# shock leader???



## ddratler (Oct 14, 2007)

i see many people talking about shock leaders for distance casting and have a couple of Qs

what is the purpose of a shock leader?
what pound line should it be?
and how long should it be?


----------



## barty b (Dec 31, 2004)

Purpose: So you dont crack off and kill someone with an errant 6oz sinker flying at 200mph ( I have seen one go into a car door.)

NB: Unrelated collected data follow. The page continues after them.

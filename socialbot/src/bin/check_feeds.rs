// Fetch the feed of every important contact and print its latest posts.
// Useful to check feed URLs before running `socialbot --cmd catchup`.

use clap::Parser;
use common::{Config, ContactList};
use socialbot::feeds::{FeedReader, HttpFeedReader};
use std::path::PathBuf;

#[derive(Parser, Debug)]
#[command(name = "check_feeds", about = "Check the RSS feeds of important contacts")]
struct Args {
    /// Path to config.toml
    #[arg(long, value_name = "FILE")]
    config: Option<PathBuf>,

    /// Posts to show per feed
    #[arg(long, default_value_t = 3)]
    limit: usize,
}

#[tokio::main(flavor = "current_thread")]
async fn main() -> anyhow::Result<()> {
    tracing_subscriber::fmt()
        .with_max_level(tracing::Level::INFO)
        .with_writer(std::io::stderr)
        .init();

    let args = Args::parse();
    let default_path = PathBuf::from("config.default.toml");
    let override_path = args
        .config
        .or_else(|| Some(PathBuf::from("config.toml")).filter(|p| p.exists()));
    let config = Config::load_with_defaults(
        Some(default_path.as_path()).filter(|p| p.exists()),
        override_path.as_deref(),
    )
    .await?;

    let contacts = ContactList::load(&config.contacts.path).await?;
    let reader = HttpFeedReader::new(config.feeds.fetch_timeout_seconds, &config.feeds.user_agent)?;

    for contact in &contacts {
        let Some(url) = contact.feed_url() else {
            continue;
        };

        println!("\n{}", "=".repeat(60));
        println!("{} <{}>: {}", contact.name, contact.email, url);
        println!("{}", "=".repeat(60));

        match reader.recent_posts(url, args.limit).await {
            Ok(posts) if posts.is_empty() => println!("  (no entries)"),
            Ok(posts) => {
                for (i, post) in posts.iter().enumerate() {
                    println!("  {}. {}", i + 1, post.title);
                    println!("     {}", post.link);
                    println!("     published {}", post.published.format("%Y-%m-%d"));
                }
            }
            Err(e) => println!("  failed: {:#}", e),
        }
    }

    Ok(())
}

Lb Test: As a general rule 10lb test per oz of lead, I.E. 6oz=60lb test...etc

Length: Assuming you have a 12' rod and a conventional reel,your shock leader needs to be at least 27'. The longer the rod the longer the leader. General rule is 2 X the rod length plus 3'.


----------



## curtisb (Jul 21, 2004)

The way I do it is for fishing 5 times around the spool then the length of the rod. For Tournament casting I go 8 times around the spool then back down the length of the rod. The 10 x the weight of the sinker is the common rule for shock leaders.

CB


----------



## The Crew (Jul 8, 2007)

Make sure it's mono. Don't let anyone talk you into using braid. Braid has no stretch and defeats the purpose.


----------



## eric (Oct 24, 2007)

5-8oz you can get away with using 50lb mono. for fishing
for tourney power casting maybe at least 60lb +

get a quality brand tho. dont get some cheapy southbend or eagleclaw stuff for 1$

sufix cajun BBG.. all good.


----------



## fish bucket (Dec 5, 2002)

bigedd,got to disagree.braid shocker on braid running line is perfectly acceptable for casting.been doing it that way for years with no problem.


----------



## Justfshn (Nov 22, 2007)

i have a question, does the shock leader serve for any purpose other than not breaking your line off when casting? say your using 4 or 5 oz wieght wouldnt it be better just to have the whole line spooled with 40-50 lb line rather than a few feet of it tied with a knot that may fail?


----------



## N topsail fisher (Feb 13, 2005)

Tying on just the shock leader instead of filling the entire spool with the larger line allows for longer casts.


----------



## eric (Oct 24, 2007)

with a correctly tied knot. you get about the main lines rated strength, plus some.


----------



## fish bucket (Dec 5, 2002)

sgt.bunghole,i have some conventional reels spooled with 40-65 b p/p.on them i don't use a shocker.
light running line with shocker on my spinners is mainly for distance and more line capacity.


----------



## kingfisherman23 (Dec 14, 2003)

The shock leader also serves a second purpose in fishing situations. From the beach the shocker won't break off if run over a bar or over rocks by a running fish. If you're on a pier a heavy shocker can be a big help if the fish wraps a pylon or needs to be hand-lined up to the deck.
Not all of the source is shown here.